Retype the material, please. Every line must match.
***** Input records
#[cfg(test)]
mod tests {
    use super::{
        app_init, app_shutdown, core_version, init_logging, ping, place_delete, place_get,
        place_save, places_list, PlaceSaveRequest,
    };
    use std::path::Path;
    use std::sync::{Mutex, MutexGuard, PoisonError};
    use std::time::{SystemTime, UNIX_EPOCH};

    static APP_TESTS: Mutex<()> = Mutex::new(());

    /// Serializes tests over the process-wide slot and shuts down on drop.
    struct InitializedApp {
        _guard: MutexGuard<'static, ()>,
        data_dir: tempfile::TempDir,
    }

    impl InitializedApp {
        fn start() -> Self {
            let guard = APP_TESTS.lock().unwrap_or_else(PoisonError::into_inner);
            app_shutdown();
            let data_dir = tempfile::tempdir().expect("create temp dir");
            let error = app_init(data_dir.path().to_string_lossy().into_owned());
            assert!(error.is_empty(), "{error}");
            Self {
                _guard: guard,
                data_dir,
            }
        }

        fn path(&self) -> &Path {
            self.data_dir.path()
        }
    }

    impl Drop for InitializedApp {
        fn drop(&mut self) {
            app_shutdown();
        }
    }

    fn request(title: &str) -> PlaceSaveRequest {
        PlaceSaveRequest {
            place_id: None,
            title: title.to_string(),
            description: String::new(),
            date: Some("01.01.2025".to_string()),
            location_name: String::new(),
            latitude: None,
            longitude: None,
            image_source: None,
            clear_image: false,
        }
    }

    #[test]
    fn ping_returns_pong() {
        assert_eq!(ping(), "pong");
    }

    #[test]
    fn version_is_not_empty() {
        assert!(!core_version().is_empty());
    }

    #[test]
    fn init_logging_rejects_empty_log_dir() {
        let error = init_logging("info".to_string(), String::new());
        assert!(!error.is_empty());
    }

    #[test]
    fn init_logging_rejects_unsupported_level() {
        let error = init_logging("verbose".to_string(), "tmp/logs".to_string());
        assert!(!error.is_empty());
    }

    #[test]
    fn calls_before_init_report_not_initialized() {
        let _guard = APP_TESTS.lock().unwrap_or_else(PoisonError::into_inner);
        app_shutdown();

        let response = places_list();
        assert!(!response.ok);
        assert!(response.message.contains("app_init"));
        assert!(!place_save(request("Beach")).ok);
    }

    #[test]
    fn app_init_is_idempotent_and_rejects_other_directories() {
        let app = InitializedApp::start();
        assert!(app_init(app.path().to_string_lossy().into_owned()).is_empty());

        let other = tempfile::tempdir().expect("create temp dir");
        let error = app_init(other.path().to_string_lossy().into_owned());
        assert!(error.contains("already initialized"), "{error}");
        assert!(!app_init("  ".to_string()).is_empty());
    }

    #[test]
    fn save_list_get_and_delete_roundtrip() {
        let _app = InitializedApp::start();

        let saved = place_save(PlaceSaveRequest {
            description: " sunny ".to_string(),
            latitude: Some(54.1),
            longitude: Some(12.1),
            ..request("  Beach ")
        });
        assert!(saved.ok, "{}", saved.message);
        let id = saved.place_id.expect("save should return place_id");

        let listed = places_list();
        assert!(listed.ok);
        assert_eq!(listed.items.len(), 1);
        assert_eq!(listed.items[0].title, "Beach");
        assert_eq!(listed.items[0].description, "sunny");

        let loaded = place_get(id).item.expect("place should exist");
        assert_eq!(loaded.latitude, Some(54.1));

        let edited = place_save(PlaceSaveRequest {
            place_id: Some(id),
            date: None,
            ..request("Mountain")
        });
        assert!(edited.ok, "{}", edited.message);
        assert_eq!(edited.place_id, Some(id));
        let loaded = place_get(id).item.expect("place should exist");
        assert_eq!(loaded.title, "Mountain");
        assert_eq!(loaded.date, "01.01.2025");
        assert_eq!(loaded.latitude, None);

        assert!(place_delete(id).ok);
        assert!(place_get(id).item.is_none());
        assert!(!place_delete(id).ok);
    }

    #[test]
    fn blank_title_and_bad_image_are_rejected_without_writes() {
        let app = InitializedApp::start();

        let blank = place_save(request("   "));
        assert!(!blank.ok);
        assert!(blank.message.contains("Title must not be empty."));

        let missing_image = place_save(PlaceSaveRequest {
            image_source: Some(app.path().join("missing.jpg").to_string_lossy().into_owned()),
            ..request("Lake")
        });
        assert!(!missing_image.ok);
        assert!(places_list().items.is_empty());
    }

    #[test]
    fn half_coordinate_pairs_are_rejected_without_writes() {
        let app = InitializedApp::start();
        let picked = app.path().join("picked.jpg");
        std::fs::write(&picked, b"jpeg").expect("write picked image");

        let only_latitude = place_save(PlaceSaveRequest {
            latitude: Some(54.1),
            image_source: Some(picked.to_string_lossy().into_owned()),
            ..request("Cliff")
        });
        assert!(!only_latitude.ok);
        assert!(
            only_latitude.message.contains("set together"),
            "{}",
            only_latitude.message
        );

        let only_longitude = place_save(PlaceSaveRequest {
            longitude: Some(13.6),
            ..request("Cliff")
        });
        assert!(!only_longitude.ok);
        assert!(places_list().items.is_empty());

        let images = std::fs::read_dir(app.path().join("images"))
            .expect("read attachment root")
            .count();
        assert_eq!(images, 0);
    }

    #[test]
    fn half_pair_on_existing_place_keeps_stored_coordinates() {
        let _app = InitializedApp::start();
        let saved = place_save(PlaceSaveRequest {
            latitude: Some(47.4),
            longitude: Some(10.9),
            ..request("Summit")
        });
        let id = saved.place_id.expect("save should return place_id");

        let rejected = place_save(PlaceSaveRequest {
            place_id: Some(id),
            latitude: Some(48.0),
            ..request("Summit")
        });
        assert!(!rejected.ok);
        let stored = place_get(id).item.expect("place should exist");
        assert_eq!(stored.latitude, Some(47.4));
        assert_eq!(stored.longitude, Some(10.9));
    }

    #[test]
    fn image_is_copied_then_replaced_and_cleared() {
        let app = InitializedApp::start();
        let first = app.path().join("first.jpg");
        let second = app.path().join("second.jpg");
        std::fs::write(&first, b"first").expect("write picked image");
        std::fs::write(&second, b"second").expect("write picked image");

        let saved = place_save(PlaceSaveRequest {
            image_source: Some(first.to_string_lossy().into_owned()),
            ..request("Garden")
        });
        assert!(saved.ok, "{}", saved.message);
        let id = saved.place_id.expect("save should return place_id");
        let first_copy = place_get(id).item.and_then(|item| item.image_uri).expect("image");
        assert_ne!(Path::new(&first_copy), first.as_path());

        let replaced = place_save(PlaceSaveRequest {
            place_id: Some(id),
            image_source: Some(second.to_string_lossy().into_owned()),
            ..request("Garden")
        });
        assert!(replaced.ok, "{}", replaced.message);
        let second_copy = place_get(id).item.and_then(|item| item.image_uri).expect("image");
        assert!(!Path::new(&first_copy).exists());
        assert_eq!(std::fs::read(&second_copy).expect("read copy"), b"second");

        let cleared = place_save(PlaceSaveRequest {
            place_id: Some(id),
            clear_image: true,
            ..request("Garden")
        });
        assert!(cleared.ok, "{}", cleared.message);
        assert_eq!(place_get(id).item.and_then(|item| item.image_uri), None);
        assert!(!Path::new(&second_copy).exists());
        assert!(first.exists() && second.exists());
    }

    #[test]
    fn unknown_place_id_is_not_silently_created() {
        let _app = InitializedApp::start();
        let response = place_save(PlaceSaveRequest {
            place_id: Some(unique_id()),
            ..request("Ghost")
        });
        assert!(!response.ok);
        assert!(response.message.contains("Place not found."));
    }

    fn unique_id() -> i64 {
        let nanos = SystemTime::now()
            .duration_since(UNIX_EPOCH)
            .expect("time went backwards")
            .as_nanos();
        (nanos % 1_000_000) as i64 + 1
    }
}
**********
## Answer:
#[cfg(test)]
mod tests {
    use super::{
        app_init, app_shutdown, core_version, init_logging, ping, place_delete, place_get,
        place_save, places_list, PlaceSaveRequest,
    };
    use std::path::Path;
    use std::sync::{Mutex, MutexGuard, PoisonError};
    use std::time::{SystemTime, UNIX_EPOCH};

    static APP_TESTS: Mutex<()> = Mutex::new(());

    /// Serializes tests over the process-wide slot and shuts down on drop.
    struct InitializedApp {
        _guard: MutexGuard<'static, ()>,
        data_dir: tempfile::TempDir,
    }

    impl InitializedApp {
        fn start() -> Self {
            let guard = APP_TESTS.lock().unwrap_or_else(PoisonError::into_inner);
            app_shutdown();
            let data_dir = tempfile::tempdir().expect("create temp dir");
            let error = app_init(data_dir.path().to_string_lossy().into_owned());
            assert!(error.is_empty(), "{error}");
            Self {
                _guard: guard,
                data_dir,
            }
        }

        fn path(&self) -> &Path {
            self.data_dir.path()
        }
    }

    impl Drop for InitializedApp {
        fn drop(&mut self) {
            app_shutdown();
        }
    }

    fn request(title: &str) -> PlaceSaveRequest {
        PlaceSaveRequest {
            place_id: None,
            title: title.to_string(),
            description: String::new(),
            date: Some("01.01.2025".to_string()),
            location_name: String::new(),
            latitude: None,
            longitude: None,
            image_source: None,
            clear_image: false,
        }
    }

    #[test]
    fn ping_returns_pong() {
        assert_eq!(ping(), "pong");
    }

    #[test]
    fn version_is_not_empty() {
        assert!(!core_version().is_empty());
    }

    #[test]
    fn init_logging_rejects_empty_log_dir() {
        let error = init_logging("info".to_string(), String::new());
        assert!(!error.is_empty());
    }

    #[test]
    fn init_logging_rejects_unsupported_level() {
        let error = init_logging("verbose".to_string(), "tmp/logs".to_string());
        assert!(!error.is_empty());
    }

    #[test]
    fn calls_before_init_report_not_initialized() {
        let _guard = APP_TESTS.lock().unwrap_or_else(PoisonError::into_inner);
        app_shutdown();

        let response = places_list();
        assert!(!response.ok);
        assert!(response.message.contains("app_init"));
        assert!(!place_save(request("Beach")).ok);
    }

    #[test]
    fn app_init_is_idempotent_and_rejects_other_directories() {
        let app = InitializedApp::start();
        assert!(app_init(app.path().to_string_lossy().into_owned()).is_empty());

        let other = tempfile::tempdir().expect("create temp dir");
        let error = app_init(other.path().to_string_lossy().into_owned());
        assert!(error.contains("already initialized"), "{error}");
        assert!(!app_init("  ".to_string()).is_empty());
    }

    #[test]
    fn save_list_get_and_delete_roundtrip() {
        let _app = InitializedApp::start();

        let saved = place_save(PlaceSaveRequest {
            description: " sunny ".to_string(),
            latitude: Some(54.1),
            longitude: Some(12.1),
            ..request("  Beach ")
        });
        assert!(saved.ok, "{}", saved.message);
        let id = saved.place_id.expect("save should return place_id");

        let listed = places_list();
        assert!(listed.ok);
        assert_eq!(listed.items.len(), 1);
        assert_eq!(listed.items[0].title, "Beach");
        assert_eq!(listed.items[0].description, "sunny");

        let loaded = place_get(id).item.expect("place should exist");
        assert_eq!(loaded.latitude, Some(54.1));

        let edited = place_save(PlaceSaveRequest {
            place_id: Some(id),
            date: None,
            ..request("Mountain")
        });
        assert!(edited.ok, "{}", edited.message);
        assert_eq!(edited.place_id, Some(id));
        let loaded = place_get(id).item.expect("place should exist");
        assert_eq!(loaded.title, "Mountain");
        assert_eq!(loaded.date, "01.01.2025");
        assert_eq!(loaded.latitude, None);

        assert!(place_delete(id).ok);
        assert!(place_get(id).item.is_none());
        assert!(!place_delete(id).ok);
    }

    #[test]
    fn blank_title_and_bad_image_are_rejected_without_writes() {
        let app = InitializedApp::start();

        let blank = place_save(request("   "));
        assert!(!blank.ok);
        assert!(blank.message.contains("Title must not be empty."));

        let missing_image = place_save(PlaceSaveRequest {
            image_source: Some(app.path().join("missing.jpg").to_string_lossy().into_owned()),
            ..request("Lake")
        });
        assert!(!missing_image.ok);
        assert!(places_list().items.is_empty());
    }

    #[test]
    fn half_coordinate_pairs_are_rejected_without_writes() {
        let app = InitializedApp::start();
        let picked = app.path().join("picked.jpg");
        std::fs::write(&picked, b"jpeg").expect("write picked image");

        let only_latitude = place_save(PlaceSaveRequest {
            latitude: Some(54.1),
            image_source: Some(picked.to_string_lossy().into_owned()),
            ..request("Cliff")
        });
        assert!(!only_latitude.ok);
        assert!(
            only_latitude.message.contains("set together"),
            "{}",
            only_latitude.message
        );

        let only_longitude = place_save(PlaceSaveRequest {
            longitude: Some(13.6),
            ..request("Cliff")
        });
        assert!(!only_longitude.ok);
        assert!(places_list().items.is_empty());

        let images = std::fs::read_dir(app.path().join("images"))
            .expect("read attachment root")
            .count();
        assert_eq!(images, 0);
    }

    #[test]
    fn half_pair_on_existing_place_keeps_stored_coordinates() {
        let _app = InitializedApp::start();
        let saved = place_save(PlaceSaveRequest {
            latitude: Some(47.4),
            longitude: Some(10.9),
            ..request("Summit")
        });
        let id = saved.place_id.expect("save should return place_id");

        let rejected = place_save(PlaceSaveRequest {
            place_id: Some(id),
            latitude: Some(48.0),
            ..request("Summit")
        });
        assert!(!rejected.ok);
        let stored = place_get(id).item.expect("place should exist");
        assert_eq!(stored.latitude, Some(47.4));
        assert_eq!(stored.longitude, Some(10.9));
    }

    #[test]
    fn image_is_copied_then_replaced_and_cleared() {
        let app = InitializedApp::start();
        let first = app.path().join("first.jpg");
        let second = app.path().join("second.jpg");
        std::fs::write(&first, b"first").expect("write picked image");
        std::fs::write(&second, b"second").expect("write picked image");

        let saved = place_save(PlaceSaveRequest {
            image_source: Some(first.to_string_lossy().into_owned()),
            ..request("Garden")
        });
        assert!(saved.ok, "{}", saved.message);
        let id = saved.place_id.expect("save should return place_id");
        let first_copy = place_get(id).item.and_then(|item| item.image_uri).expect("image");
        assert_ne!(Path::new(&first_copy), first.as_path());

        let replaced = place_save(PlaceSaveRequest {
            place_id: Some(id),
            image_source: Some(second.to_string_lossy().into_owned()),
            ..request("Garden")
        });
        assert!(replaced.ok, "{}", replaced.message);
        let second_copy = place_get(id).item.and_then(|item| item.image_uri).expect("image");
        assert!(!Path::new(&first_copy).exists());
        assert_eq!(std::fs::read(&second_copy).expect("read copy"), b"second");

        let cleared = place_save(PlaceSaveRequest {
            place_id: Some(id),
            clear_image: true,
            ..request("Garden")
        });
        assert!(cleared.ok, "{}", cleared.message);
        assert_eq!(place_get(id).item.and_then(|item| item.image_uri), None);
        assert!(!Path::new(&second_copy).exists());
        assert!(first.exists() && second.exists());
    }

    #[test]
    fn unknown_place_id_is_not_silently_created() {
        let _app = InitializedApp::start();
        let response = place_save(PlaceSaveRequest {
            place_id: Some(unique_id()),
            ..request("Ghost")
        });
        assert!(!response.ok);
        assert!(response.message.contains("Place not found."));
    }

    fn unique_id() -> i64 {
        let nanos = SystemTime::now()
            .duration_since(UNIX_EPOCH)
            .expect("time went backwards")
            .as_nanos();
        (nanos % 1_000_000) as i64 + 1
    }
}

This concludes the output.